### Given data:
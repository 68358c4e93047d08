//! OpenAI-compatible HTTP drafting backend.
//!
//! One stateless chat-completion call per draft: the engine's system
//! instruction plus the grounding evidence text. Any failure here is
//! recovered by the engine's template fallback, so errors map to
//! `DraftError` and never panic.

use std::time::Duration;

use async_trait::async_trait;
use outreach_engine::{DraftBackend, DraftError, DraftRequest};
use tracing::debug;

use crate::config::DrafterEndpoint;

/// Reqwest-based drafting backend for any OpenAI-compatible endpoint.
pub struct HttpDraftBackend {
    endpoint: DrafterEndpoint,
    client: reqwest::Client,
}

impl HttpDraftBackend {
    pub fn new(endpoint: DrafterEndpoint) -> Result<Self, DraftError> {
        let client = reqwest::Client::builder()
            .timeout(Duration::from_secs(60))
            .build()
            .map_err(|e| DraftError::Unavailable(e.to_string()))?;
        Ok(Self { endpoint, client })
    }
}

#[async_trait]
impl DraftBackend for HttpDraftBackend {
    fn model(&self) -> &str {
        &self.endpoint.model
    }

    async fn draft(&self, request: &DraftRequest) -> Result<String, DraftError> {
        let body = serde_json::json!({
            "model": self.endpoint.model,
            "messages": [
                { "role": "system", "content": request.system },
                { "role": "user", "content": format!("Grounding evidence:\n{}", request.grounding) }
            ],
            "temperature": 0.4,
            "max_tokens": 400,
        });

        let url = format!("{}/chat/completions", self.endpoint.url.trim_end_matches('/'));
        let mut call = self.client.post(&url).json(&body);
        if !self.endpoint.api_key.is_empty() {
            call = call.bearer_auth(&self.endpoint.api_key);
        }

        let response = call
            .send()
            .await
            .map_err(|e| DraftError::Unavailable(e.to_string()))?;

        if !response.status().is_success() {
            let status = response.status();
            let text = response.text().await.unwrap_or_default();
            return Err(DraftError::Backend(format!(
                "drafting endpoint returned {status}: {text}"
            )));
        }

        let json: serde_json::Value = response
            .json()
            .await
            .map_err(|e| DraftError::Backend(e.to_string()))?;
        let content = json["choices"][0]["message"]["content"]
            .as_str()
            .unwrap_or("")
            .trim()
            .to_string();

        if content.is_empty() {
            return Err(DraftError::EmptyOutput);
        }
        debug!(model = %self.endpoint.model, words = content.split_whitespace().count(), "Draft received");
        Ok(content)
    }
}

#[cfg(test)]
mod tests {
    use super::*;

    #[test]
    fn test_backend_reports_model_identity() {
        let backend = HttpDraftBackend::new(DrafterEndpoint {
            url: "http://localhost:8080/v1".to_string(),
            model: "outreach-drafter-8b".to_string(),
            api_key: String::new(),
        })
        .unwrap();
        assert_eq!(backend.model(), "outreach-drafter-8b");
    }

    #[tokio::test]
    async fn test_unreachable_endpoint_maps_to_unavailable() {
        // Nothing listens on this port; the call must fail as Unavailable,
        // which the engine recovers from via the template path.
        let backend = HttpDraftBackend::new(DrafterEndpoint {
            url: "http://127.0.0.1:1/v1".to_string(),
            model: "m".to_string(),
            api_key: String::new(),
        })
        .unwrap();

        let request = DraftRequest {
            system: "write".to_string(),
            grounding: "facts".to_string(),
            word_budget: (90, 130),
            language: "en".to_string(),
        };
        let err = backend.draft(&request).await.unwrap_err();
        assert!(matches!(err, DraftError::Unavailable(_)));
    }
}
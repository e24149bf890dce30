//! Favicon descriptors.

use anyhow::Result;
use serde::{Deserialize, Serialize};

/// Color theme a favicon is meant for
#[derive(Debug, Clone, Copy, PartialEq, Eq, Hash, Serialize, Deserialize)]
#[serde(rename_all = "lowercase")]
pub enum Theme {
    Light,
    Dark,
}

impl Theme {
    pub fn as_str(&self) -> &'static str {
        match self {
            Theme::Light => "light",
            Theme::Dark => "dark",
        }
    }
}

impl std::fmt::Display for Theme {
    fn fmt(&self, f: &mut std::fmt::Formatter<'_>) -> std::fmt::Result {
        write!(f, "{}", self.as_str())
    }
}

impl std::str::FromStr for Theme {
    type Err = anyhow::Error;

    fn from_str(s: &str) -> Result<Self> {
        match s.to_lowercase().as_str() {
            "light" => Ok(Theme::Light),
            "dark" => Ok(Theme::Dark),
            _ => anyhow::bail!("Unknown theme: {}", s),
        }
    }
}

/// A single favicon entry
#[derive(Debug, Clone, PartialEq, Eq, Serialize, Deserialize)]
pub struct Favicon {
    /// Public path of the icon file
    pub src: String,

    /// Theme the icon targets
    pub theme: Theme,

    /// Icon dimensions, e.g. "64x64"
    pub sizes: String,
}

impl Favicon {
    pub fn new(src: impl Into<String>, theme: Theme, sizes: impl Into<String>) -> Self {
        Self {
            src: src.into(),
            theme,
            sizes: sizes.into(),
        }
    }
}

#[cfg(test)]
mod tests {
    use super::*;

    #[test]
    fn test_theme_from_str() {
        assert_eq!("light".parse::<Theme>().unwrap(), Theme::Light);
        assert_eq!("DARK".parse::<Theme>().unwrap(), Theme::Dark);
        assert!("sepia".parse::<Theme>().is_err());
    }

    #[test]
    fn test_favicon_serializes_lowercase_theme() {
        let icon = Favicon::new("/favicon/favicon.png", Theme::Dark, "64x64");
        let json = serde_json::to_value(&icon).unwrap();

        assert_eq!(json["theme"], "dark");
        assert_eq!(json["src"], "/favicon/favicon.png");
        assert_eq!(json["sizes"], "64x64");
    }
}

### Your assignment:
Whenever the string "Result" shows up in a line of the entries, copy that line.

### Response area:
    pub fn new(endpoint: DrafterEndpoint) -> Result<Self, DraftError> {
    async fn draft(&self, request: &DraftRequest) -> Result<String, DraftError> {
use anyhow::Result;
    fn fmt(&self, f: &mut std::fmt::Formatter<'_>) -> std::fmt::Result {
    fn from_str(s: &str) -> Result<Self> {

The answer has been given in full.